Working through the lines below, return each one that holds "currency".

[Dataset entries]
━━━━━━━━━━━━━━━━━━━━
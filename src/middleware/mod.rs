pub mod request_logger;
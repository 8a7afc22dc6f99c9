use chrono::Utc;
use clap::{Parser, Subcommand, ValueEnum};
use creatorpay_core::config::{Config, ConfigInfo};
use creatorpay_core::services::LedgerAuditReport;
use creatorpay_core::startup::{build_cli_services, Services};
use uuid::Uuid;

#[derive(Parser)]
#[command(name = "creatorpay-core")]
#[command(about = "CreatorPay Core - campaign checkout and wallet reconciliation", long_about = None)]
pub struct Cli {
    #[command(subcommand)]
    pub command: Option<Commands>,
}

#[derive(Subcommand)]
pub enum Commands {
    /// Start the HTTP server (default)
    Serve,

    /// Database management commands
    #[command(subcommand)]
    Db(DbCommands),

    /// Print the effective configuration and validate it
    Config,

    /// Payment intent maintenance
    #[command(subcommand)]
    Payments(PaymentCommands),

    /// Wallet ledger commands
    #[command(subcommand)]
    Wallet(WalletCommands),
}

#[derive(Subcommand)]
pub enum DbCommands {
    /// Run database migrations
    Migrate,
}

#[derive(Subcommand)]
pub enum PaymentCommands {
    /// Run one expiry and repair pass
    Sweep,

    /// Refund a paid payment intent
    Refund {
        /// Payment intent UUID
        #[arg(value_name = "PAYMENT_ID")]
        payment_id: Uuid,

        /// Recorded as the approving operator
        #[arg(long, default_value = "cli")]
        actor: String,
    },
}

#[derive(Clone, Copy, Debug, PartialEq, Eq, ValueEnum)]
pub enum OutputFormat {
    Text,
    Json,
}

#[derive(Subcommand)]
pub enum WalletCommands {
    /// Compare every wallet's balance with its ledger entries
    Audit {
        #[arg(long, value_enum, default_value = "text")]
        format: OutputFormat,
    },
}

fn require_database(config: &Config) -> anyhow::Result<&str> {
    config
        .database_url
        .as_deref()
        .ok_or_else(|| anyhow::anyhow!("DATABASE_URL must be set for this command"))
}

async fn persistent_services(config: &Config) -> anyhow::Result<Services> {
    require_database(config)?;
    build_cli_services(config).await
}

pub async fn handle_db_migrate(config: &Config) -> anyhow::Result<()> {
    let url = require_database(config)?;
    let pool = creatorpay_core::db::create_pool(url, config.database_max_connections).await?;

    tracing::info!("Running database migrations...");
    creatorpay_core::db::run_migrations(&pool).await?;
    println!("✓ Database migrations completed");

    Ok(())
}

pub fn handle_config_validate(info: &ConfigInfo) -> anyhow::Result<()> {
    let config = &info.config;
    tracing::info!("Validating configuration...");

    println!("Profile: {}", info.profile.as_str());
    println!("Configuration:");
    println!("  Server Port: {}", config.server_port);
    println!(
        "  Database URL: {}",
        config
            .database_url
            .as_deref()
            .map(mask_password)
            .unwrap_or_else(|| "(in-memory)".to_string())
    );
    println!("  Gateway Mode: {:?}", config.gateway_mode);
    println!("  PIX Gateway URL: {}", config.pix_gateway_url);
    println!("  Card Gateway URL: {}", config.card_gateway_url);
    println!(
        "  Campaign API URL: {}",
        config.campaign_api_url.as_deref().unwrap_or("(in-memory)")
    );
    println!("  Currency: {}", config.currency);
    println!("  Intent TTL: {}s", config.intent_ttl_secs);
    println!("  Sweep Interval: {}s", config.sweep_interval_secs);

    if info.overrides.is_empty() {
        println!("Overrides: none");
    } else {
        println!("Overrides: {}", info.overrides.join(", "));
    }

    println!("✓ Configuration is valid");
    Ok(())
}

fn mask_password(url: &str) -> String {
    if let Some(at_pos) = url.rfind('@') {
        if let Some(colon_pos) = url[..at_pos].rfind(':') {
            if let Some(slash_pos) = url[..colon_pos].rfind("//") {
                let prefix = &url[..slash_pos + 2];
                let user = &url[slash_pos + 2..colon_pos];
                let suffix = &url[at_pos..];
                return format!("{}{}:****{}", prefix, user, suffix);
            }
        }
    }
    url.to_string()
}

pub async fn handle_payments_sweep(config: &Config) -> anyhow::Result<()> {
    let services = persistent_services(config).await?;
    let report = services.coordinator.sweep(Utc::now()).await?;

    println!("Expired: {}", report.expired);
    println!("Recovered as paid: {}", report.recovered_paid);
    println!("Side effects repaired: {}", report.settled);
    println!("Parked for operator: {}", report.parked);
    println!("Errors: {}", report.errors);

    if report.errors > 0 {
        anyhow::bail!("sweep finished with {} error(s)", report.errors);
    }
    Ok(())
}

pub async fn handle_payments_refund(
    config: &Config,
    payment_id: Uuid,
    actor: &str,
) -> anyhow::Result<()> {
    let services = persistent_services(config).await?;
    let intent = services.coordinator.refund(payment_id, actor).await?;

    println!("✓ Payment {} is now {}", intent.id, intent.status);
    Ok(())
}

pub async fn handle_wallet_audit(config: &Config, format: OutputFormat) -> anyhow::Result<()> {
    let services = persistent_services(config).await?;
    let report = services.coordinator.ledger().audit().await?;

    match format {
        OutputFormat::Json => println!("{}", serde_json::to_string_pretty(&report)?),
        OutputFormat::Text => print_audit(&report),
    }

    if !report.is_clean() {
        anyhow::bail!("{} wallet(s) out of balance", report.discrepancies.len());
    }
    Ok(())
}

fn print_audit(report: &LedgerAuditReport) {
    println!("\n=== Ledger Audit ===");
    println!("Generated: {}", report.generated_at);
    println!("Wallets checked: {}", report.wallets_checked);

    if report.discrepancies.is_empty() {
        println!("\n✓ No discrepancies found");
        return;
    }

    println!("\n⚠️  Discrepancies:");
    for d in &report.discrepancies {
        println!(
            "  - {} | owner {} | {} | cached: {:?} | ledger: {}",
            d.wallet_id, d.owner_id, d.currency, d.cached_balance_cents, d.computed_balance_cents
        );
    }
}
━━━━━━━━━━━━━━━━━━━━
● **Finished task**:
    println!("  Currency: {}", config.currency);
            d.wallet_id, d.owner_id, d.currency, d.cached_balance_cents, d.computed_balance_cents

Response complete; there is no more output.